Politics

Give Us Something To Talk About

The presidential candidates aren’t serious about the budget.

Barack Obama and John McCain

I wish presidential candidates were as honest as they tell us they’re going to be. For one thing, it would make campaign events more entertaining. I’d like to thank Bill Wilson for that generous introduction if I had any idea who Bill Wilson was. A little honesty would also inject a note of reality—and also panic—into the current debate about the economy. Instead of sticking to the supposed panacea of new programs or tax cuts to lure voters, the presidential candidates would admit that the federal budget is such a mess that voters are likely to face substantial trade-offs and sacrifice in the coming years.

You laugh. This kind of wish is fulfilled only at earnest symposia held in windowless rooms attended by men in droopy socks and women in tennis shoes.

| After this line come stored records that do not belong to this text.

//! Application state shared across handlers

use std::sync::Arc;

use axum::extract::FromRef;

use crate::application::ApplicationService;
use crate::auth::AuthService;
use crate::blob::BlobStore;
use crate::catalog::CatalogService;
use crate::config::Config;
use crate::eligibility::EligibilityService;
use crate::forms::FormSchemaService;
use crate::middleware::RateLimiter;
use crate::notify::Notifier;
use crate::otp::OtpService;
use crate::store::{HealthCheck, Repositories};

/// Shared application state
#[derive(Clone)]
pub struct AppState {
    pub auth_service: Arc<AuthService>,
    pub catalog_service: Arc<CatalogService>,
    pub form_service: Arc<FormSchemaService>,
    pub application_service: Arc<ApplicationService>,
    pub eligibility_service: Arc<EligibilityService>,
    pub health: Arc<dyn HealthCheck>,
    pub otp_limiter: RateLimiter,
    /// Submissions must carry an application verification token
    pub require_application_otp: bool,
    pub max_upload_bytes: usize,
}

impl AppState {
    /// Wire every service over one set of repositories
    pub fn new(
        config: &Config,
        repos: Repositories,
        blobs: Arc<dyn BlobStore>,
        notifier: Arc<dyn Notifier>,
    ) -> Self {
        let otp_service = OtpService::new(repos.otps.clone(), notifier.clone(), config.otp_ttl_seconds);
        let auth_service = AuthService::new(
            repos.users.clone(),
            otp_service,
            config.jwt_secret.clone(),
            config.jwt_access_token_ttl_seconds,
            config.otp_expose_code_on_delivery_failure,
        );
        let form_service = FormSchemaService::new(repos.forms.clone(), repos.catalog.clone());
        let catalog_service = CatalogService::new(repos.catalog.clone(), repos.applications.clone());
        let application_service = ApplicationService::new(
            repos.applications.clone(),
            repos.catalog.clone(),
            repos.users.clone(),
            form_service.clone(),
            blobs,
            notifier,
        );

        Self {
            auth_service: Arc::new(auth_service),
            catalog_service: Arc::new(catalog_service),
            form_service: Arc::new(form_service),
            application_service: Arc::new(application_service),
            eligibility_service: Arc::new(EligibilityService::new(repos.eligibility)),
            health: repos.health,
            otp_limiter: RateLimiter::per_minute(config.otp_rate_limit_per_minute),
            require_application_otp: config.require_application_otp,
            max_upload_bytes: config.max_upload_bytes,
        }
    }
}

impl FromRef<AppState> for Arc<AuthService> {
    fn from_ref(app_state: &AppState) -> Self {
        app_state.auth_service.clone()
    }
}

impl FromRef<AppState> for Arc<CatalogService> {
    fn from_ref(app_state: &AppState) -> Self {
        app_state.catalog_service.clone()
    }
}

impl FromRef<AppState> for Arc<FormSchemaService> {
    fn from_ref(app_state: &AppState) -> Self {
        app_state.form_service.clone()
    }
}

impl FromRef<AppState> for Arc<ApplicationService> {
    fn from_ref(app_state: &AppState) -> Self {
        app_state.application_service.clone()
    }
}

impl FromRef<AppState> for Arc<EligibilityService> {
    fn from_ref(app_state: &AppState) -> Self {
        app_state.eligibility_service.clone()
    }
}

impl FromRef<AppState> for RateLimiter {
    fn from_ref(app_state: &AppState) -> Self {
        app_state.otp_limiter.clone()
    }
}
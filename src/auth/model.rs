//! Auth request and response bodies

use serde::{Deserialize, Serialize};
use sqlx::types::chrono::{DateTime, Utc};

use crate::models::User;
use crate::otp::OtpPurpose;

#[derive(Debug, Deserialize)]
pub struct SendOtpRequest {
    pub email: Option<String>,
    pub phone: Option<String>,
    #[serde(default)]
    pub purpose: OtpPurpose,
}

#[derive(Debug, Serialize, Deserialize)]
#[serde(rename_all = "camelCase")]
pub struct SendOtpResponse {
    pub delivered: bool,
    pub expires_at: DateTime<Utc>,
    /// Only present when delivery failed and the fallback is enabled
    #[serde(default, skip_serializing_if = "Option::is_none")]
    pub code: Option<String>,
}

#[derive(Debug, Deserialize)]
pub struct VerifyOtpRequest {
    pub email: Option<String>,
    pub phone: Option<String>,
    pub otp: String,
    #[serde(default)]
    pub purpose: OtpPurpose,
}

#[derive(Debug, Serialize)]
#[serde(untagged)]
pub enum VerifyOtpResponse {
    #[serde(rename_all = "camelCase")]
    Login { access_token: String, user: User },
    #[serde(rename_all = "camelCase")]
    Application {
        verification_token: String,
        expires_in: i64,
    },
    Verified { verified: bool },
}
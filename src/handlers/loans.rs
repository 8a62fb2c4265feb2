//! Loan catalog handlers

use axum::{
    extract::{Path, Query, State},
    http::StatusCode,
    Json,
};
use serde::Deserialize;
use std::sync::Arc;
use uuid::Uuid;

use super::AdminUser;
use crate::catalog::{CatalogService, CreateLoanRequest, EmiQuote, LoanProduct, UpdateLoanRequest};
use crate::error::ApiError;
use crate::models::ApiResponse;

#[derive(Debug, Deserialize)]
pub struct EmiParams {
    pub amount: Option<f64>,
    pub tenure: Option<u32>,
}

pub async fn list_loans(
    State(catalog): State<Arc<CatalogService>>,
) -> Result<Json<ApiResponse<Vec<LoanProduct>>>, ApiError> {
    Ok(Json(ApiResponse::ok(catalog.list_active().await?)))
}

pub async fn list_loans_by_type(
    State(catalog): State<Arc<CatalogService>>,
    Path(loan_type): Path<String>,
) -> Result<Json<ApiResponse<Vec<LoanProduct>>>, ApiError> {
    Ok(Json(ApiResponse::ok(catalog.list_by_type(&loan_type).await?)))
}

pub async fn get_loan(
    State(catalog): State<Arc<CatalogService>>,
    Path(slug): Path<String>,
) -> Result<Json<ApiResponse<LoanProduct>>, ApiError> {
    Ok(Json(ApiResponse::ok(catalog.get_by_slug(&slug).await?)))
}

pub async fn emi_preview(
    State(catalog): State<Arc<CatalogService>>,
    Path(slug): Path<String>,
    Query(params): Query<EmiParams>,
) -> Result<Json<ApiResponse<EmiQuote>>, ApiError> {
    let amount = params
        .amount
        .ok_or_else(|| ApiError::InvalidAmount("amount is required".into()))?;
    let tenure = params
        .tenure
        .ok_or_else(|| ApiError::InvalidTenure("tenure is required".into()))?;
    Ok(Json(ApiResponse::ok(catalog.emi_preview(&slug, amount, tenure).await?)))
}

pub async fn create_loan(
    State(catalog): State<Arc<CatalogService>>,
    AdminUser(_admin): AdminUser,
    Json(request): Json<CreateLoanRequest>,
) -> Result<(StatusCode, Json<ApiResponse<LoanProduct>>), ApiError> {
    let loan = catalog.create_loan(request).await?;
    Ok((StatusCode::CREATED, Json(ApiResponse::ok(loan))))
}

pub async fn update_loan(
    State(catalog): State<Arc<CatalogService>>,
    AdminUser(_admin): AdminUser,
    Path(id): Path<Uuid>,
    Json(request): Json<UpdateLoanRequest>,
) -> Result<Json<ApiResponse<LoanProduct>>, ApiError> {
    Ok(Json(ApiResponse::ok(catalog.update_loan(id, request).await?)))
}

pub async fn delete_loan(
    State(catalog): State<Arc<CatalogService>>,
    AdminUser(admin): AdminUser,
    Path(id): Path<Uuid>,
) -> Result<StatusCode, ApiError> {
    catalog.delete_loan(id).await?;
    tracing::info!(loan_id = %id, admin = %admin.user_id, "Loan deleted by admin");
    Ok(StatusCode::NO_CONTENT)
}
//! Eligibility pre-check

mod model;
mod service;

pub use model::{EligibilityCheck, EligibilityQuery, EligibilityRequest, EligibilityStatus, EmploymentType};
pub use service::EligibilityService;
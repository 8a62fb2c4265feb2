//! Form field definitions for the application wizard

use serde::{Deserialize, Serialize};
use sqlx::types::chrono::{DateTime, Utc};
use uuid::Uuid;

use crate::application::DocumentType;
use crate::error::{ApiError, ApiResult};

/// Input kind of a dynamic field
#[derive(Debug, Serialize, Deserialize, sqlx::Type, Clone, Copy, PartialEq, Eq, Hash, Default)]
#[sqlx(type_name = "field_kind", rename_all = "PascalCase")]
pub enum FieldKind {
    #[default]
    Text,
    Number,
    Email,
    Phone,
    Date,
    Textarea,
    Select,
    Radio,
    Checkbox,
    File,
}

impl FieldKind {
    /// Kinds that need a non-empty option list
    pub fn needs_options(&self) -> bool {
        matches!(self, FieldKind::Select | FieldKind::Radio)
    }
}

/// Display width in the wizard grid
#[derive(Debug, Serialize, Deserialize, sqlx::Type, Clone, Copy, PartialEq, Eq, Default)]
#[sqlx(type_name = "field_width", rename_all = "lowercase")]
#[serde(rename_all = "lowercase")]
pub enum FieldWidth {
    #[default]
    Full,
    Half,
    Third,
    Quarter,
}

/// Owner of a field definition set
#[derive(Debug, Serialize, Deserialize, Clone, Copy, PartialEq, Eq, Hash)]
#[serde(rename_all = "camelCase")]
pub enum FieldScope {
    LoanId(Uuid),
    CategoryId(Uuid),
}

impl FieldScope {
    pub fn from_ids(loan_id: Option<Uuid>, category_id: Option<Uuid>) -> ApiResult<Self> {
        match (loan_id, category_id) {
            (Some(id), None) => Ok(FieldScope::LoanId(id)),
            (None, Some(id)) => Ok(FieldScope::CategoryId(id)),
            _ => Err(ApiError::validation(
                "Exactly one of loanId or categoryId is required",
                vec!["loanId".into(), "categoryId".into()],
            )),
        }
    }

    pub fn loan_id(&self) -> Option<Uuid> {
        match self {
            FieldScope::LoanId(id) => Some(*id),
            FieldScope::CategoryId(_) => None,
        }
    }

    pub fn category_id(&self) -> Option<Uuid> {
        match self {
            FieldScope::CategoryId(id) => Some(*id),
            FieldScope::LoanId(_) => None,
        }
    }
}

/// A single configurable field of the application form
#[derive(Debug, Serialize, Deserialize, Clone)]
#[serde(rename_all = "camelCase")]
pub struct FormFieldDefinition {
    pub id: Uuid,
    #[serde(flatten)]
    pub scope: FieldScope,
    pub name: String,
    pub label: String,
    #[serde(rename = "type")]
    pub kind: FieldKind,
    pub options: Vec<String>,
    pub required: bool,
    pub placeholder: Option<String>,
    pub width: FieldWidth,
    /// Wizard step the field belongs to, e.g. "employment"
    pub section: Option<String>,
    pub order: i32,
    pub is_active: bool,
    /// Insertion sequence, breaks ties between equal `order` values
    #[serde(skip)]
    pub seq: i64,
    pub created_at: DateTime<Utc>,
    pub updated_at: DateTime<Utc>,
}

impl FormFieldDefinition {
    pub fn from_request(req: CreateFormFieldRequest) -> ApiResult<Self> {
        let scope = FieldScope::from_ids(req.loan_id, req.category_id)?;
        let name = req.name.trim().to_string();
        let now = Utc::now();
        let field = Self {
            id: Uuid::new_v4(),
            scope,
            label: req
                .label
                .map(|l| l.trim().to_string())
                .filter(|l| !l.is_empty())
                .unwrap_or_else(|| name.clone()),
            name,
            kind: req.kind,
            options: clean_options(req.options),
            required: req.required,
            placeholder: req.placeholder.map(|p| p.trim().to_string()),
            width: req.width,
            section: req.section,
            order: req.order,
            is_active: req.is_active.unwrap_or(true),
            seq: 0,
            created_at: now,
            updated_at: now,
        };
        field.validate()?;
        Ok(field)
    }

    pub fn apply_update(&mut self, req: UpdateFormFieldRequest) -> ApiResult<()> {
        if let Some(name) = req.name {
            self.name = name.trim().to_string();
        }
        if let Some(label) = req.label {
            self.label = label.trim().to_string();
        }
        if let Some(kind) = req.kind {
            self.kind = kind;
        }
        if let Some(options) = req.options {
            self.options = clean_options(options);
        }
        if let Some(required) = req.required {
            self.required = required;
        }
        if let Some(placeholder) = req.placeholder {
            self.placeholder = Some(placeholder.trim().to_string());
        }
        if let Some(width) = req.width {
            self.width = width;
        }
        if let Some(section) = req.section {
            self.section = Some(section);
        }
        if let Some(order) = req.order {
            self.order = order;
        }
        if let Some(active) = req.is_active {
            self.is_active = active;
        }
        self.updated_at = Utc::now();
        self.validate()
    }

    /// A field needs a name, and choice fields need at least one option.
    /// File fields may not reuse a built-in document type name.
    pub fn validate(&self) -> ApiResult<()> {
        if self.name.is_empty() {
            return Err(ApiError::validation("Field name required", vec!["name".into()]));
        }
        if self.kind == FieldKind::File
            && !matches!(DocumentType::parse(&self.name), DocumentType::Dynamic(_))
        {
            return Err(ApiError::validation(
                format!("{} is reserved for built-in documents", self.name),
                vec!["name".into()],
            ));
        }
        if self.kind.needs_options() && self.options.is_empty() {
            return Err(ApiError::validation(
                format!("{:?} fields need at least one option", self.kind),
                vec!["options".into()],
            ));
        }
        Ok(())
    }
}

fn clean_options(options: Vec<String>) -> Vec<String> {
    options
        .into_iter()
        .map(|o| o.trim().to_string())
        .filter(|o| !o.is_empty())
        .collect()
}

/// Request to create a field definition
#[derive(Debug, Deserialize, Clone)]
#[serde(rename_all = "camelCase")]
pub struct CreateFormFieldRequest {
    #[serde(default)]
    pub loan_id: Option<Uuid>,
    #[serde(default)]
    pub category_id: Option<Uuid>,
    pub name: String,
    #[serde(default)]
    pub label: Option<String>,
    #[serde(rename = "type", default)]
    pub kind: FieldKind,
    #[serde(default)]
    pub options: Vec<String>,
    #[serde(default)]
    pub required: bool,
    #[serde(default)]
    pub placeholder: Option<String>,
    #[serde(default)]
    pub width: FieldWidth,
    #[serde(default)]
    pub section: Option<String>,
    #[serde(default)]
    pub order: i32,
    #[serde(default)]
    pub is_active: Option<bool>,
}

/// Partial update of a field definition; the scope cannot change
#[derive(Debug, Deserialize, Default, Clone)]
#[serde(rename_all = "camelCase")]
pub struct UpdateFormFieldRequest {
    pub name: Option<String>,
    pub label: Option<String>,
    #[serde(rename = "type")]
    pub kind: Option<FieldKind>,
    pub options: Option<Vec<String>>,
    pub required: Option<bool>,
    pub placeholder: Option<String>,
    pub width: Option<FieldWidth>,
    pub section: Option<String>,
    pub order: Option<i32>,
    pub is_active: Option<bool>,
}
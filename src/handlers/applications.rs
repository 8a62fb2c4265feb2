//! Loan application handlers

use axum::{
    extract::{Multipart, Path, State},
    http::StatusCode,
    Json,
};
use uuid::Uuid;

use super::AuthenticatedUser;
use crate::application::{Application, RejectRequest, SubmissionForm, UpdateApplicationRequest};
use crate::error::ApiError;
use crate::models::ApiResponse;
use crate::state::AppState;

/// POST /api/applications (multipart)
pub async fn submit_application(
    State(state): State<AppState>,
    user: AuthenticatedUser,
    multipart: Multipart,
) -> Result<(StatusCode, Json<ApiResponse<Application>>), ApiError> {
    let form = SubmissionForm::from_multipart(multipart).await?;

    // A missing personalInfo is reported by validation instead
    if state.require_application_otp {
        if let Some(info) = &form.personal_info {
            state
                .auth_service
                .verify_application_token(
                    form.otp_token.as_deref(),
                    &info.email,
                    info.phone.as_deref(),
                )?;
        }
    }

    let outcome = state
        .application_service
        .submit(&user.actor(), form)
        .await?;

    Ok((
        StatusCode::CREATED,
        Json(ApiResponse::with_warnings(outcome.application, outcome.warnings)),
    ))
}

pub async fn list_applications(
    State(state): State<AppState>,
    user: AuthenticatedUser,
) -> Result<Json<ApiResponse<Vec<Application>>>, ApiError> {
    let apps = state.application_service.list(&user.actor()).await?;
    Ok(Json(ApiResponse::ok(apps)))
}

pub async fn get_application(
    State(state): State<AppState>,
    user: AuthenticatedUser,
    Path(id): Path<Uuid>,
) -> Result<Json<ApiResponse<Application>>, ApiError> {
    let app = state.application_service.get(&user.actor(), id).await?;
    Ok(Json(ApiResponse::ok(app)))
}

pub async fn update_application(
    State(state): State<AppState>,
    user: AuthenticatedUser,
    Path(id): Path<Uuid>,
    Json(request): Json<UpdateApplicationRequest>,
) -> Result<Json<ApiResponse<Application>>, ApiError> {
    let app = state
        .application_service
        .update(&user.actor(), id, request)
        .await?;
    Ok(Json(ApiResponse::ok(app)))
}

/// Non-admins reach the service and get `Forbidden` there
pub async fn approve_application(
    State(state): State<AppState>,
    user: AuthenticatedUser,
    Path(id): Path<Uuid>,
) -> Result<Json<ApiResponse<Application>>, ApiError> {
    let outcome = state.application_service.approve(&user.actor(), id).await?;
    Ok(Json(ApiResponse::with_warnings(outcome.application, outcome.warnings)))
}

pub async fn reject_application(
    State(state): State<AppState>,
    user: AuthenticatedUser,
    Path(id): Path<Uuid>,
    body: Option<Json<RejectRequest>>,
) -> Result<Json<ApiResponse<Application>>, ApiError> {
    let reason = body.and_then(|Json(req)| req.rejection_reason);
    let outcome = state
        .application_service
        .reject(&user.actor(), id, reason)
        .await?;
    Ok(Json(ApiResponse::with_warnings(outcome.application, outcome.warnings)))
}
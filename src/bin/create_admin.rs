//! Create or promote an admin account
//!
//! Usage: `create-admin <email> [name]`

use anyhow::{bail, Context};
use std::sync::Arc;

use loandesk_server::auth::AuthService;
use loandesk_server::config::{Config, StoreBackend};
use loandesk_server::db;
use loandesk_server::notify::LogNotifier;
use loandesk_server::otp::OtpService;
use loandesk_server::store::Repositories;

#[tokio::main]
async fn main() -> anyhow::Result<()> {
    tracing_subscriber::fmt()
        .with_env_filter(
            tracing_subscriber::EnvFilter::try_from_default_env()
                .unwrap_or_else(|_| tracing_subscriber::EnvFilter::new("info")),
        )
        .init();

    let mut args = std::env::args().skip(1);
    let Some(email) = args.next() else {
        bail!("usage: create-admin <email> [name]");
    };
    let name = args.next();

    let config = Config::from_env().context("Failed to load configuration")?;
    if config.store_backend != StoreBackend::Postgres {
        bail!("create-admin needs STORE_BACKEND=postgres");
    }

    let pool = db::create_pool(&config).await?;
    db::run_migrations(&pool).await?;
    let repos = Repositories::postgres(pool);

    let otp = OtpService::new(repos.otps.clone(), Arc::new(LogNotifier), config.otp_ttl_seconds);
    let auth = AuthService::new(
        repos.users,
        otp,
        config.jwt_secret.clone(),
        config.jwt_access_token_ttl_seconds,
        false,
    );

    let user = auth
        .ensure_admin(&email, name)
        .await
        .context("Failed to create admin")?;
    println!("Admin ready: {} ({})", user.email, user.id);
    Ok(())
}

Lord knows, I’m easily distracted by the horse race, too, but since the candidates keep telling me how honest they are, I figure it might be worth holding them to their boasts. John McCain promises “straight talk” on the side of his bus, and Barack Obama declares at almost every speech that he’s going to tell voters what they need to hear and not simply what they want to hear. In Troy, Mich., the day before clinching the nomination, he promised “a politics that is about telling the truth. Honesty and straight talk, not spin and P.R.”

Hello Cleveland! I’d rather be anywhere else.

If the candidates talked straight about the fiscal situation, they would note that much of the budget they will inherit is on autopilot. Entitlement programs like Social Security, Medicare, and Medicaid take up 42 percent of the federal pie and will mushroom to nearly 70 percent over the next two decades as baby boomers retire. That means less discretionary money for all those programs from national parks and homeland security to defense and education.

The 2009 deficit will be in excess of $400 billion, which means it’s not enough for a candidate to say that his new programs are paid for. McCain and Obama also have to tell us how they’re going to tackle the deficit beast that George Bush failed to tame. Even if the next president scrapped Bush’s tax cuts, ended the popular Medicare prescription-drug benefit, and returned defense spending to prewar levels, he would still have to pay off hundreds of billions from the interest on the Bush debt. That will (or at least should) put a cramp in any administration’s style.

How great is the state of denial on the campaign trail? When the Committee for a Responsible Federal Budget put out its 12-step program to encourage candidates to talk about fiscal responsibility, the first item was to admit that the problem exists. If you listen to former Comptroller of Currency Dave Walker outline what he calls the super subprime crisis of unaddressed problems in the budget and then read an Obama or McCain economic speech, the disparity becomes fantastical. It’s as if the candidates are promising everyone free facials and lake-front timeshares.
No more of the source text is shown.